■ **TO DO**
Copy out, from the entries below, each line that holds the string "Option".

■ **DATA FOR THIS EXERCISE**
+-------+

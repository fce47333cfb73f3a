//! # Edit Session Management
//!
//! An EditSession holds one editor's working copy of the site document next
//! to the base copy it was loaded from. Mutations only touch the working
//! copy; saving hands the whole document to the [`SiteHost`].

use crate::form::BlockForm;
use crate::ids::IdGenerator;
use crate::mutations::{Mutation, MutationResult};
use crate::EditorError;
use folio_model::{BlockId, SiteDocument};
use folio_store::SiteHost;
use std::sync::Arc;

pub struct EditSession {
    /// Unique session identifier
    pub id: String,

    /// Document as last loaded or saved
    base: Arc<SiteDocument>,

    /// Document being edited
    working: SiteDocument,

    version: u64,

    ids: IdGenerator,

    /// Mutations applied since the last load or save
    pending_mutations: Vec<Mutation>,
}

impl EditSession {
    pub fn new(id: impl Into<String>, base: Arc<SiteDocument>) -> Self {
        Self::with_ids(id, base, IdGenerator::new())
    }

    pub fn with_ids(id: impl Into<String>, base: Arc<SiteDocument>, ids: IdGenerator) -> Self {
        Self {
            id: id.into(),
            working: (*base).clone(),
            base,
            version: 0,
            ids,
            pending_mutations: Vec::new(),
        }
    }

    /// Start editing the host's current document
    pub fn open(id: impl Into<String>, host: &SiteHost) -> Self {
        Self::new(id, host.current())
    }

    pub fn document(&self) -> &SiteDocument {
        &self.working
    }

    pub fn base(&self) -> &SiteDocument {
        &self.base
    }

    pub fn version(&self) -> u64 {
        self.version
    }

    pub fn is_dirty(&self) -> bool {
        self.working != *self.base
    }

    pub fn pending(&self) -> &[Mutation] {
        &self.pending_mutations
    }

    /// Apply a mutation to the working copy.
    ///
    /// A rejected mutation leaves the working copy and version unchanged.
    pub fn apply(&mut self, mutation: Mutation) -> Result<MutationResult, EditorError> {
        let created = mutation.apply(&mut self.working, &mut self.ids)?;
        self.version += 1;
        self.pending_mutations.push(mutation);
        Ok(MutationResult {
            version: self.version,
            created,
        })
    }

    /// Form projection of one block of the working copy
    pub fn form(&self, page: &str, id: &BlockId) -> Option<BlockForm> {
        self.working
            .block_page(page)
            .and_then(|p| p.find(id))
            .map(BlockForm::for_block)
    }

    /// Throw the working copy away and start over from the host's document
    pub fn reload(&mut self, host: &SiteHost) {
        self.base = host.current();
        self.working = (*self.base).clone();
        self.pending_mutations.clear();
        self.version += 1;
    }

    /// Submit the whole working copy.
    ///
    /// On failure the working copy and pending mutations are kept so the
    /// save can be retried.
    pub async fn save(&mut self, host: &SiteHost) -> Result<(), EditorError> {
        match host.commit(self.working.clone()).await {
            Ok(saved) => {
                tracing::info!(session = %self.id, mutations = self.pending_mutations.len(), "Saved site document");
                self.base = saved;
                self.pending_mutations.clear();
                Ok(())
            }
            Err(e) => {
                tracing::error!(session = %self.id, error = %e, "Failed to save site document");
                Err(e.into())
            }
        }
    }
}
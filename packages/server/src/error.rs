use axum::http::StatusCode;
use axum::response::{IntoResponse, Response};
use axum::Json;
use folio_store::{StoreError, WatcherError};
use serde_json::json;
use thiserror::Error;

#[derive(Error, Debug)]
pub enum ServerError {
    #[error("Failed to bind {address}: {source}")]
    Bind {
        address: String,
        source: std::io::Error,
    },

    #[error("Server error: {0}")]
    Io(#[from] std::io::Error),

    #[error("Watch error: {0}")]
    Watch(#[from] WatcherError),
}

/// JSON error body returned by the site-data API
#[derive(Debug)]
pub(crate) struct ApiError {
    status: StatusCode,
    message: String,
}

impl ApiError {
    pub(crate) fn new(status: StatusCode, message: impl Into<String>) -> Self {
        Self {
            status,
            message: message.into(),
        }
    }
}

impl From<StoreError> for ApiError {
    fn from(e: StoreError) -> Self {
        match e {
            StoreError::SaveUnsupported(_) => Self::new(StatusCode::METHOD_NOT_ALLOWED, e.to_string()),
            StoreError::ValidationMismatch(_) => Self::new(StatusCode::UNPROCESSABLE_ENTITY, e.to_string()),
            StoreError::LoadUnavailable(_) => {
                Self::new(StatusCode::INTERNAL_SERVER_ERROR, "Failed to read site data")
            }
            StoreError::SaveTransient(_) => {
                Self::new(StatusCode::INTERNAL_SERVER_ERROR, "Failed to update site data")
            }
        }
    }
}

impl IntoResponse for ApiError {
    fn into_response(self) -> Response {
        (self.status, Json(json!({ "error": self.message }))).into_response()
    }
}
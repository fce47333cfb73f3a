use crate::error::ModelError;
use crate::style::StyleSet;
use serde::ser::SerializeMap;
use serde::{Deserialize, Serialize, Serializer};
use serde_json::{Map, Number, Value};
use std::fmt;

/// Block identifier, unique within one page.
///
/// Older editors minted ids from a millisecond clock plus a random fraction,
/// so any JSON number is accepted and written back unchanged.
#[derive(Debug, Clone, PartialEq, Eq, Hash, Serialize, Deserialize)]
#[serde(untagged)]
pub enum BlockId {
    Number(Number),
    Text(String),
}

impl BlockId {
    pub fn int(value: i64) -> Self {
        BlockId::Number(Number::from(value))
    }

    /// Numeric magnitude, used to keep freshly generated ids above existing ones
    pub fn as_f64(&self) -> Option<f64> {
        match self {
            BlockId::Number(n) => n.as_f64(),
            BlockId::Text(_) => None,
        }
    }

    /// Parse an id typed by a user: numbers stay numbers, anything else is text.
    pub fn parse(raw: &str) -> Self {
        if let Ok(value) = raw.parse::<i64>() {
            return BlockId::int(value);
        }
        match raw.parse::<f64>().ok().and_then(Number::from_f64) {
            Some(n) if raw.chars().all(|c| c.is_ascii_digit() || c == '.') => BlockId::Number(n),
            _ => BlockId::Text(raw.to_string()),
        }
    }
}

impl fmt::Display for BlockId {
    fn fmt(&self, f: &mut fmt::Formatter<'_>) -> fmt::Result {
        match self {
            BlockId::Number(n) => write!(f, "{}", n),
            BlockId::Text(s) => write!(f, "{}", s),
        }
    }
}

impl From<i64> for BlockId {
    fn from(value: i64) -> Self {
        BlockId::int(value)
    }
}

#[derive(Debug, Clone, Copy, PartialEq, Eq, Hash, Serialize, Deserialize)]
#[serde(rename_all = "lowercase")]
pub enum BlockKind {
    Text,
    Image,
}

impl BlockKind {
    pub fn as_str(self) -> &'static str {
        match self {
            BlockKind::Text => "text",
            BlockKind::Image => "image",
        }
    }
}

impl std::str::FromStr for BlockKind {
    type Err = ModelError;

    fn from_str(s: &str) -> Result<Self, Self::Err> {
        match s {
            "text" => Ok(BlockKind::Text),
            "image" => Ok(BlockKind::Image),
            other => Err(ModelError::UnknownType(other.to_string())),
        }
    }
}

/// One unit of page content.
///
/// A block saved without `styles` reads as an empty set and is written back
/// without the key until a style is set. Fields this model does not know
/// (`alt`, editor hints) travel in `extra` and are written after `styles`.
#[derive(Debug, Clone, PartialEq, Deserialize)]
pub struct Block {
    pub id: BlockId,
    #[serde(rename = "type")]
    pub kind: BlockKind,
    /// Plain text for text blocks, URL or data URI for images
    pub content: String,
    #[serde(default)]
    pub styles: StyleSet,
    #[serde(flatten)]
    pub extra: Map<String, Value>,
    #[serde(skip)]
    styles_absent: bool,
}

impl Block {
    pub fn new(id: BlockId, kind: BlockKind, content: impl Into<String>, styles: StyleSet) -> Self {
        Self {
            id,
            kind,
            content: content.into(),
            styles,
            extra: Map::new(),
            styles_absent: false,
        }
    }

    /// Read a block that already passed [`validate_block`].
    pub fn from_value(value: Value) -> Result<Self, ModelError> {
        let styles_absent = value.get("styles").is_none();
        let mut block: Block = serde_json::from_value(value)?;
        block.styles_absent = styles_absent;
        Ok(block)
    }

    pub fn is_image(&self) -> bool {
        self.kind == BlockKind::Image
    }
}

impl Serialize for Block {
    fn serialize<S: Serializer>(&self, serializer: S) -> Result<S::Ok, S::Error> {
        let write_styles = !(self.styles_absent && self.styles.is_empty());
        let mut map = serializer.serialize_map(Some(4 + self.extra.len()))?;
        map.serialize_entry("id", &self.id)?;
        map.serialize_entry("type", &self.kind)?;
        map.serialize_entry("content", &self.content)?;
        if write_styles {
            map.serialize_entry("styles", &self.styles)?;
        }
        for (key, value) in &self.extra {
            map.serialize_entry(key, value)?;
        }
        map.end()
    }
}

/// Shape check for a raw block value.
pub fn validate_block(value: &Value) -> Result<(), ModelError> {
    let object = value.as_object().ok_or(ModelError::InvalidField {
        field: "block",
        expected: "object",
    })?;

    match object.get("id") {
        None | Some(Value::Null) => return Err(ModelError::MissingField("id")),
        Some(Value::Number(_)) | Some(Value::String(_)) => {}
        Some(_) => {
            return Err(ModelError::InvalidField {
                field: "id",
                expected: "number or string",
            })
        }
    }

    match object.get("type") {
        None => return Err(ModelError::MissingField("type")),
        Some(Value::String(kind)) => {
            kind.parse::<BlockKind>()?;
        }
        Some(other) => return Err(ModelError::UnknownType(other.to_string())),
    }

    match object.get("content") {
        None => return Err(ModelError::MissingField("content")),
        Some(Value::String(_)) => {}
        Some(_) => {
            return Err(ModelError::InvalidField {
                field: "content",
                expected: "string",
            })
        }
    }

    match object.get("styles") {
        None | Some(Value::Object(_)) => Ok(()),
        Some(_) => Err(ModelError::InvalidField {
            field: "styles",
            expected: "object",
        }),
    }
}

#[cfg(test)]
mod tests {
    use super::*;
    use serde_json::json;

    #[test]
    fn test_validate_accepts_minimal_block() {
        let block = json!({ "id": 1, "type": "text", "content": "Hi", "styles": {} });
        assert_eq!(validate_block(&block), Ok(()));
    }

    #[test]
    fn test_validate_reports_missing_fields() {
        let no_type = json!({ "id": 1, "content": "Hi", "styles": {} });
        assert_eq!(validate_block(&no_type), Err(ModelError::MissingField("type")));

        let no_id = json!({ "type": "image", "content": "a.png", "styles": {} });
        assert_eq!(validate_block(&no_id), Err(ModelError::MissingField("id")));
    }

    #[test]
    fn test_validate_rejects_unknown_type() {
        let block = json!({ "id": 1, "type": "video", "content": "x", "styles": {} });
        assert_eq!(
            validate_block(&block),
            Err(ModelError::UnknownType("video".to_string()))
        );
    }

    #[test]
    fn test_validate_rejects_non_string_content() {
        let block = json!({ "id": 1, "type": "text", "content": 42, "styles": {} });
        assert!(matches!(
            validate_block(&block),
            Err(ModelError::InvalidField { field: "content", .. })
        ));
    }

    #[test]
    fn test_fractional_ids_round_trip() {
        let raw = r#"{"id":1712345678901.25,"type":"image","content":"a.png","styles":{}}"#;
        let block: Block = serde_json::from_str(raw).unwrap();
        assert_eq!(serde_json::to_string(&block).unwrap(), raw);
    }

    #[test]
    fn test_missing_styles_read_as_empty_and_stay_absent() {
        let raw = json!({ "id": 7, "type": "text", "content": "Hi" });
        assert_eq!(validate_block(&raw), Ok(()));

        let mut block = Block::from_value(raw.clone()).unwrap();
        assert!(block.styles.is_empty());
        assert_eq!(serde_json::to_value(&block).unwrap(), raw);

        block.styles.set("textAlign", "center");
        assert_eq!(
            serde_json::to_value(&block).unwrap()["styles"],
            json!({ "textAlign": "center" })
        );
    }

    #[test]
    fn test_unknown_fields_are_kept() {
        let raw = r#"{"id":8,"type":"image","content":"a.png","styles":{},"alt":"Factory floor"}"#;
        let block = Block::from_value(serde_json::from_str(raw).unwrap()).unwrap();
        assert_eq!(block.extra.get("alt"), Some(&json!("Factory floor")));
        assert_eq!(serde_json::to_string(&block).unwrap(), raw);
    }

    #[test]
    fn test_parse_user_ids() {
        assert_eq!(BlockId::parse("42"), BlockId::int(42));
        assert_eq!(BlockId::parse("hero"), BlockId::Text("hero".to_string()));
        assert_eq!(BlockId::parse("1.5").as_f64(), Some(1.5));
    }
}
use crate::error::StoreError;
use crate::store::ContentStore;
use async_trait::async_trait;
use reqwest::StatusCode;
use serde_json::Value;

pub const SITE_DATA_PATH: &str = "/api/site-data";

/// Client of a remote `/api/site-data` endpoint
pub struct HttpStore {
    client: reqwest::Client,
    endpoint: String,
}

impl HttpStore {
    pub fn new(base_url: &str) -> Self {
        Self::with_client(reqwest::Client::new(), base_url)
    }

    pub fn with_client(client: reqwest::Client, base_url: &str) -> Self {
        Self {
            client,
            endpoint: format!("{}{}", base_url.trim_end_matches('/'), SITE_DATA_PATH),
        }
    }

    pub fn endpoint(&self) -> &str {
        &self.endpoint
    }
}

/// Map a rejected save to the error the editor should show.
///
/// Static hosts answer writes with 404 or 405; those will never succeed.
pub fn classify_save_status(status: StatusCode, detail: String) -> StoreError {
    match status {
        StatusCode::NOT_FOUND | StatusCode::METHOD_NOT_ALLOWED => StoreError::SaveUnsupported(format!(
            "the host does not accept site data writes ({})",
            status
        )),
        StatusCode::BAD_REQUEST | StatusCode::UNPROCESSABLE_ENTITY => StoreError::ValidationMismatch(detail),
        _ => StoreError::SaveTransient(format!("{}: {}", status, detail)),
    }
}

#[async_trait]
impl ContentStore for HttpStore {
    fn name(&self) -> &str {
        "http"
    }

    async fn load(&self) -> Result<Value, StoreError> {
        let response = self
            .client
            .get(&self.endpoint)
            .send()
            .await
            .map_err(|e| StoreError::LoadUnavailable(e.to_string()))?;

        if !response.status().is_success() {
            return Err(StoreError::LoadUnavailable(format!(
                "{} answered {}",
                self.endpoint,
                response.status()
            )));
        }

        response
            .json::<Value>()
            .await
            .map_err(|e| StoreError::LoadUnavailable(e.to_string()))
    }

    async fn save(&self, document: &Value) -> Result<(), StoreError> {
        let response = self
            .client
            .post(&self.endpoint)
            .json(document)
            .send()
            .await
            .map_err(|e| StoreError::SaveTransient(e.to_string()))?;

        let status = response.status();
        if status.is_success() {
            return Ok(());
        }

        let body = response.text().await.unwrap_or_default();
        let detail = serde_json::from_str::<Value>(&body)
            .ok()
            .and_then(|v| v.get("error").and_then(Value::as_str).map(str::to_string))
            .unwrap_or(body);
        Err(classify_save_status(status, detail))
    }
}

+-------+

■ **RESPONSE BOX**
    pub fn form(&self, page: &str, id: &BlockId) -> Option<BlockForm> {
    pub fn as_f64(&self) -> Option<f64> {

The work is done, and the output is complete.